Researchers have developed a technology that could see plastics replace lithium in battery design. The findings open the door on an array of power applications that could be both lighter and safer than conventional technologies.

“There is a huge effort to go beyond lithium in a flammable solvent,” said Monica Olvera de la Cruz, professor of materials science at Northwestern University’s McCormick School of Engineering in Evanston, Ill. “People have been looking at alternatives that are not explosive, like plastics. But they didn’t know how to compute what happens when you put in a charge.”

Her team looked at block copolymers (BCPs) — leading materials for use as ion conductors because they self-assemble into nanostructures that both enable ion charge transport and maintain structural integrity. BCPs innately have nano-channels through which the ion can travel, but the charges themselves manipulate the shape of the channels.
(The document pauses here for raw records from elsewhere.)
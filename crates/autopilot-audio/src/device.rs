use autopilot_foundation::AudioError;
use cpal::traits::{DeviceTrait, HostTrait};
use cpal::{Device, Host};

pub struct DeviceManager {
    host: Host,
}

#[derive(Debug, Clone)]
pub struct DeviceInfo {
    pub name: String,
    pub is_default: bool,
}

impl DeviceManager {
    pub fn new() -> Result<Self, AudioError> {
        Ok(Self {
            host: cpal::default_host(),
        })
    }

    pub fn host_id(&self) -> cpal::HostId {
        self.host.id()
    }

    pub fn enumerate_devices(&self) -> Vec<DeviceInfo> {
        let default_name = self.default_input_device_name();
        let mut devices = Vec::new();
        if let Ok(inputs) = self.host.input_devices() {
            for device in inputs {
                if let Ok(name) = device.name() {
                    let is_default = default_name.as_deref() == Some(name.as_str());
                    devices.push(DeviceInfo { name, is_default });
                }
            }
        }
        devices
    }

    pub fn default_input_device_name(&self) -> Option<String> {
        self.host.default_input_device().and_then(|d| d.name().ok())
    }

    pub fn open_input(&self, name: Option<&str>) -> Result<Device, AudioError> {
        let device = match name {
            Some(n) => self
                .host
                .input_devices()
                .map_err(|_| AudioError::DeviceNotFound {
                    name: Some(n.to_string()),
                })?
                .find(|d| d.name().map(|dn| dn == n).unwrap_or(false)),
            None => self.host.default_input_device(),
        };
        device.ok_or(AudioError::DeviceNotFound {
            name: name.map(str::to_string),
        })
    }
}
use parking_lot::RwLock;
use std::sync::atomic::{AtomicBool, AtomicU64, Ordering};
use std::sync::Arc;
use std::time::{Duration, Instant};

/// Shared metrics for cross-thread pipeline monitoring.
#[derive(Clone)]
pub struct PipelineMetrics {
    // Event counters
    pub capture_frames: Arc<AtomicU64>,
    pub capture_frames_dropped: Arc<AtomicU64>,
    pub hypotheses_emitted: Arc<AtomicU64>,
    pub hypotheses_deduped: Arc<AtomicU64>,
    pub hypotheses_dropped: Arc<AtomicU64>,
    pub match_calls: Arc<AtomicU64>,
    pub decisions_stay: Arc<AtomicU64>,
    pub decisions_forward: Arc<AtomicU64>,

    // Frame rate tracking
    pub capture_fps: Arc<AtomicU64>, // frames/sec * 10

    // Pipeline stage activity (decays on inactivity, used for dashboards)
    pub stage_capture: Arc<AtomicBool>,
    pub stage_recognize: Arc<AtomicBool>,
    pub stage_navigate: Arc<AtomicBool>,

    // Error counters
    pub audio_errors: Arc<AtomicU64>,
    pub stt_errors: Arc<AtomicU64>,
    pub match_embedding_failures: Arc<AtomicU64>,

    pub last_speech_time: Arc<RwLock<Option<Instant>>>,
}

impl Default for PipelineMetrics {
    fn default() -> Self {
        Self {
            capture_frames: Arc::new(AtomicU64::new(0)),
            capture_frames_dropped: Arc::new(AtomicU64::new(0)),
            hypotheses_emitted: Arc::new(AtomicU64::new(0)),
            hypotheses_deduped: Arc::new(AtomicU64::new(0)),
            hypotheses_dropped: Arc::new(AtomicU64::new(0)),
            match_calls: Arc::new(AtomicU64::new(0)),
            decisions_stay: Arc::new(AtomicU64::new(0)),
            decisions_forward: Arc::new(AtomicU64::new(0)),
            capture_fps: Arc::new(AtomicU64::new(0)),
            stage_capture: Arc::new(AtomicBool::new(false)),
            stage_recognize: Arc::new(AtomicBool::new(false)),
            stage_navigate: Arc::new(AtomicBool::new(false)),
            audio_errors: Arc::new(AtomicU64::new(0)),
            stt_errors: Arc::new(AtomicU64::new(0)),
            match_embedding_failures: Arc::new(AtomicU64::new(0)),
            last_speech_time: Arc::new(RwLock::new(None)),
        }
    }
}

impl PipelineMetrics {
    pub fn increment_capture_frames(&self) {
        self.capture_frames.fetch_add(1, Ordering::Relaxed);
    }

    pub fn increment_dropped_frames(&self) {
        self.capture_frames_dropped.fetch_add(1, Ordering::Relaxed);
    }

    pub fn record_hypothesis(&self, deduped: bool) {
        if deduped {
            self.hypotheses_deduped.fetch_add(1, Ordering::Relaxed);
        } else {
            self.hypotheses_emitted.fetch_add(1, Ordering::Relaxed);
        }
    }

    pub fn record_decision(&self, forwarded: bool) {
        if forwarded {
            self.decisions_forward.fetch_add(1, Ordering::Relaxed);
        } else {
            self.decisions_stay.fetch_add(1, Ordering::Relaxed);
        }
    }

    pub fn update_capture_fps(&self, fps: f64) {
        self.capture_fps
            .store((fps * 10.0) as u64, Ordering::Relaxed);
    }

    pub fn mark_speaking(&self) {
        *self.last_speech_time.write() = Some(Instant::now());
    }
}

/// Tracks frames-per-second in a rolling one-second window, grounded on the
/// same tick-and-reset shape used for audio level reporting elsewhere in the
/// pipeline.
#[derive(Debug)]
pub struct FpsTracker {
    last_update: Instant,
    frame_count: u64,
}

impl FpsTracker {
    pub fn new() -> Self {
        Self {
            last_update: Instant::now(),
            frame_count: 0,
        }
    }

    pub fn tick(&mut self) -> Option<f64> {
        self.frame_count += 1;
        let elapsed = self.last_update.elapsed();

        if elapsed >= Duration::from_secs(1) {
            let fps = self.frame_count as f64 / elapsed.as_secs_f64();
            self.last_update = Instant::now();
            self.frame_count = 0;
            Some(fps)
        } else {
            None
        }
    }
}

impl Default for FpsTracker {
    fn default() -> Self {
        Self::new()
    }
}

#[cfg(test)]
mod tests {
    use super::*;

    #[test]
    fn decision_counters_split_by_kind() {
        let m = PipelineMetrics::default();
        m.record_decision(false);
        m.record_decision(true);
        m.record_decision(true);
        assert_eq!(m.decisions_stay.load(Ordering::Relaxed), 1);
        assert_eq!(m.decisions_forward.load(Ordering::Relaxed), 2);
    }

    #[test]
    fn fps_tracker_waits_a_full_second_before_reporting() {
        let mut tracker = FpsTracker::new();
        assert_eq!(tracker.tick(), None);
    }
}
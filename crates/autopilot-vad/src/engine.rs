use crate::energy::EnergyCalculator;
use crate::types::{VadConfig, VadState};
use autopilot_foundation::VadError;

/// Common interface so the streamer can swap VAD implementations without
/// caring how speech/silence is actually classified.
pub trait VadEngine: Send {
    fn classify(&mut self, frame: &[i16]) -> Result<VadState, VadError>;
    fn reset(&mut self);
    fn required_frame_size_samples(&self) -> usize;
}

/// Energy-based VAD with an adaptive noise floor (EMA) and the
/// aggressiveness-derived onset/offset thresholds of [`VadConfig`].
pub struct EnergyVad {
    config: VadConfig,
    energy_calc: EnergyCalculator,
    noise_floor_db: f32,
    ema_alpha: f32,
    state: VadState,
}

impl EnergyVad {
    pub fn new(config: VadConfig) -> Self {
        Self {
            noise_floor_db: -50.0,
            ema_alpha: 0.02,
            energy_calc: EnergyCalculator::new(),
            state: VadState::Silence,
            config,
        }
    }

    fn update_floor(&mut self, energy_db: f32) {
        // Only chase the floor downward/slowly when we are not currently in
        // speech, so a loud utterance doesn't drag the floor up mid-sentence.
        if self.state == VadState::Silence {
            self.noise_floor_db =
                self.ema_alpha * energy_db + (1.0 - self.ema_alpha) * self.noise_floor_db;
        }
    }
}

impl VadEngine for EnergyVad {
    fn classify(&mut self, frame: &[i16]) -> Result<VadState, VadError> {
        if frame.len() != self.config.frame_size_samples {
            return Err(VadError::InvalidFrameSize {
                expected: self.config.frame_size_samples,
                actual: frame.len(),
            });
        }

        let energy_db = self.energy_calc.calculate_dbfs(frame);
        let above_floor = energy_db - self.noise_floor_db;

        self.state = match self.state {
            VadState::Silence => {
                if above_floor >= self.config.onset_threshold_db() {
                    VadState::Speech
                } else {
                    VadState::Silence
                }
            }
            VadState::Speech => {
                if above_floor < self.config.offset_threshold_db() {
                    VadState::Silence
                } else {
                    VadState::Speech
                }
            }
        };

        self.update_floor(energy_db);
        Ok(self.state)
    }

    fn reset(&mut self) {
        self.state = VadState::Silence;
        self.noise_floor_db = -50.0;
    }

    fn required_frame_size_samples(&self) -> usize {
        self.config.frame_size_samples
    }
}

#[cfg(test)]
mod tests {
    use super::*;

    fn frame_at_level(samples: usize, amplitude: i16) -> Vec<i16> {
        vec![amplitude; samples]
    }

    #[test]
    fn classifies_silence_as_silence() {
        let config = VadConfig {
            frame_size_samples: 320,
            ..Default::default()
        };
        let mut vad = EnergyVad::new(config);
        let frame = frame_at_level(320, 0);
        assert_eq!(vad.classify(&frame).unwrap(), VadState::Silence);
    }

    #[test]
    fn loud_frame_after_silence_floor_triggers_speech() {
        let config = VadConfig {
            frame_size_samples: 320,
            ..Default::default()
        };
        let mut vad = EnergyVad::new(config);
        // settle the floor on near-silence first
        for _ in 0..20 {
            vad.classify(&frame_at_level(320, 5)).unwrap();
        }
        let state = vad.classify(&frame_at_level(320, 20_000)).unwrap();
        assert_eq!(state, VadState::Speech);
    }

    #[test]
    fn wrong_frame_size_is_an_error() {
        let mut vad = EnergyVad::new(VadConfig {
            frame_size_samples: 320,
            ..Default::default()
        });
        let err = vad.classify(&[0i16; 10]).unwrap_err();
        assert!(matches!(err, VadError::InvalidFrameSize { .. }));
    }
}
To use the material in batteries, researchers had to find a way to control the shape of the nano-channels, so that the charge moves well. Olvera de la Cruz’s work discovered that by adding salts it was possible to design a “highway system” through which the ions are transported, maximizing the power of the battery.

“If you can optimize the ability of the charge to move through the system, then you can optimize the power that actually comes out of the battery,” added Charles Sing, a postdoctoral fellow in Olvera de la Cruz’s lab.